Mostly this period occurred in the mid-to-late 70's, after commodities had all hit their peaks in 1973 (soybeans) and 1974 (corn and wheat). Oil had also already made its run by the time 'stagflation' became a popular term.
In fact, this current commodity boom has played out eerily similar to the 1970's, with first a boom in oil prices followed by a boom in grains. This took a few years to play out, as by 1974 both energies and grains had seen most of their bullish run. Then gold and silver took center stage in the 70's, so one potential difference so far is that gold has already run to new all-time highs (about the same time as soybeans broke above their all time highs in early January).
However, both gold and silver were behind the grain/energy commodities in their 1970's bull run - so far not so during the 2007/08 run.
While this current boom period doesn't have to be exactly like the 1970's, there are some notes worth highlighting about the 1970's boom as compared to the late 2000's. First, the 1970's was a period where the US hit its peak oil production, and the worry was that we couldn't produce enough oil to meet demand, and the world as we knew it was expected to change because of the 'oil crisis'. But we turned to oil imports in the US to meet our expanding demand, and that has been the case until today.
Today, the 'peak oil' production for the world is supposed to have been hit, and now the world is supposed to find alternative energy sources to power what is a highly dependent oil/energy world. We are increasingly becoming addicted to cheap oil, with it feeding the industrial economies of the world.

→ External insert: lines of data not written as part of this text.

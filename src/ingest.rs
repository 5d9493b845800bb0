//! Job ingestion from CSV and JSON.
//!
//! Turns uploaded tabular or structured text into a job collection.
//! Individual malformed fields are tolerated: a missing or unparseable
//! numeric field is replaced with its default, and a missing ID gets a
//! generated placeholder. This leniency lives entirely at this boundary;
//! the scheduling core assumes well-formed jobs and does not re-default.
//!
//! # Formats
//!
//! - CSV with a header row and positional columns
//!   `id,arrivalTime,executionTime,deadline,weight`
//! - JSON array of job objects with the same (camelCase) field names

use std::io::Read;

use log::debug;
use serde::Deserialize;

use crate::models::Job;

/// Default for an unspecified arrival time.
pub const DEFAULT_ARRIVAL_TIME: f64 = 0.0;
/// Default for an unspecified execution time.
pub const DEFAULT_EXECUTION_TIME: f64 = 1.0;
/// Default for an unspecified deadline.
pub const DEFAULT_DEADLINE: f64 = 10.0;
/// Default for an unspecified weight.
pub const DEFAULT_WEIGHT: f64 = 1.0;

/// Errors from the ingestion boundary.
#[derive(Debug)]
pub enum IngestError {
    /// The CSV reader failed (I/O or malformed framing).
    Csv(csv::Error),
    /// The JSON input could not be parsed.
    Json(serde_json::Error),
    /// The JSON input parsed but is not an array of objects.
    NotAnArray,
}

impl std::fmt::Display for IngestError {
    fn fmt(&self, f: &mut std::fmt::Formatter<'_>) -> std::fmt::Result {
        match self {
            Self::Csv(e) => write!(f, "CSV parse error: {e}"),
            Self::Json(e) => write!(f, "JSON parse error: {e}"),
            Self::NotAnArray => f.write_str("JSON input must be an array of job objects"),
        }
    }
}

impl std::error::Error for IngestError {
    fn source(&self) -> Option<&(dyn std::error::Error + 'static)> {
        match self {
            Self::Csv(e) => Some(e),
            Self::Json(e) => Some(e),
            Self::NotAnArray => None,
        }
    }
}

impl From<csv::Error> for IngestError {
    fn from(e: csv::Error) -> Self {
        Self::Csv(e)
    }
}

impl From<serde_json::Error> for IngestError {
    fn from(e: serde_json::Error) -> Self {
        Self::Json(e)
    }
}

/// A job record as it appears on the wire, before defaulting.
#[derive(Debug, Deserialize)]
#[serde(rename_all = "camelCase")]
struct RawJob {
    #[serde(default)]
    id: Option<String>,
    #[serde(default)]
    arrival_time: Option<f64>,
    #[serde(default)]
    execution_time: Option<f64>,
    #[serde(default)]
    deadline: Option<f64>,
    #[serde(default)]
    weight: Option<f64>,
}

impl RawJob {
    /// Applies the defaulting rules. `row` is the 1-based position used
    /// for generated placeholder IDs.
    fn resolve(self, row: usize) -> Job {
        let id = match self.id {
            Some(id) if !id.trim().is_empty() => id,
            _ => format!("Job-{row}"),
        };
        Job::new(
            id,
            self.arrival_time.unwrap_or(DEFAULT_ARRIVAL_TIME),
            self.execution_time.unwrap_or(DEFAULT_EXECUTION_TIME),
            self.deadline.unwrap_or(DEFAULT_DEADLINE),
            self.weight.unwrap_or(DEFAULT_WEIGHT),
        )
    }
}

/// Parses jobs from CSV with a header row.
///
/// Columns are positional: `id,arrivalTime,executionTime,deadline,weight`.
/// Short rows and unparseable numbers fall back to the field defaults.
pub fn jobs_from_csv<R: Read>(reader: R) -> Result<Vec<Job>, IngestError> {
    let mut rdr = csv::ReaderBuilder::new()
        .has_headers(true)
        .flexible(true)
        .trim(csv::Trim::All)
        .from_reader(reader);

    let mut jobs = Vec::new();
    for (i, result) in rdr.records().enumerate() {
        let record = result?;
        let row = i + 1;
        let raw = RawJob {
            id: record.get(0).map(str::to_string),
            arrival_time: parse_field(record.get(1)),
            execution_time: parse_field(record.get(2)),
            deadline: parse_field(record.get(3)),
            weight: parse_field(record.get(4)),
        };
        jobs.push(raw.resolve(row));
    }

    debug!("parsed {} jobs from CSV", jobs.len());
    Ok(jobs)
}

/// Parses jobs from a JSON array of objects.
///
/// Absent fields default per the same rules as CSV ingestion.
pub fn jobs_from_json(input: &str) -> Result<Vec<Job>, IngestError> {
    let value: serde_json::Value = serde_json::from_str(input)?;
    let array = value.as_array().ok_or(IngestError::NotAnArray)?;

    let mut jobs = Vec::with_capacity(array.len());
    for (i, item) in array.iter().enumerate() {
        let raw: RawJob = serde_json::from_value(item.clone())?;
        jobs.push(raw.resolve(i + 1));
    }

    debug!("parsed {} jobs from JSON", jobs.len());
    Ok(jobs)
}

/// Parses a numeric CSV field; non-finite values count as unparseable.
fn parse_field(field: Option<&str>) -> Option<f64> {
    field
        .and_then(|s| s.trim().parse::<f64>().ok())
        .filter(|v| v.is_finite())
}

Now we are turning our attention to alternative fuels, and it might be the job of the market to make these alternative energies more economical as well as to force people to change their living habits, lessening their use of energy worldwide. Price is a powerful force to make changes, and today that seems to be the charge of the marketplace. So oil went up first, making ethanol the boom stock of 2006-2007.
While oil was first on the list, second has been the grains, with increasing use of grains to produce energy making shortages of grains. This has put pressure on production so keep up with expanded demand, and now with increasing world demand for food (driven by rising Chinese and Indian incomes - one third of world population!), there is a crunch to make sure the world can produce enough to meet all these new sources of grain demand. So food prices are going higher, starting with corn in fall 2006, spreading to wheat and soybeans in 2007 and continuing into 2008.
Rather than the Russians coming in and supplying the shock to world markets like in the 70's, it's the index funds who are buying US grains in the late 2000's boom, currently owning 3 billion bushels of corn, 1.5 billion soybeans, and 1.4 billion wheat bushels (and still buying at $5 corn, $13 soybeans, and $10 wheat). They are the power behind this mammoth 17 month long bull market (and still going) instead of a foreign source (like Russia in the 70's).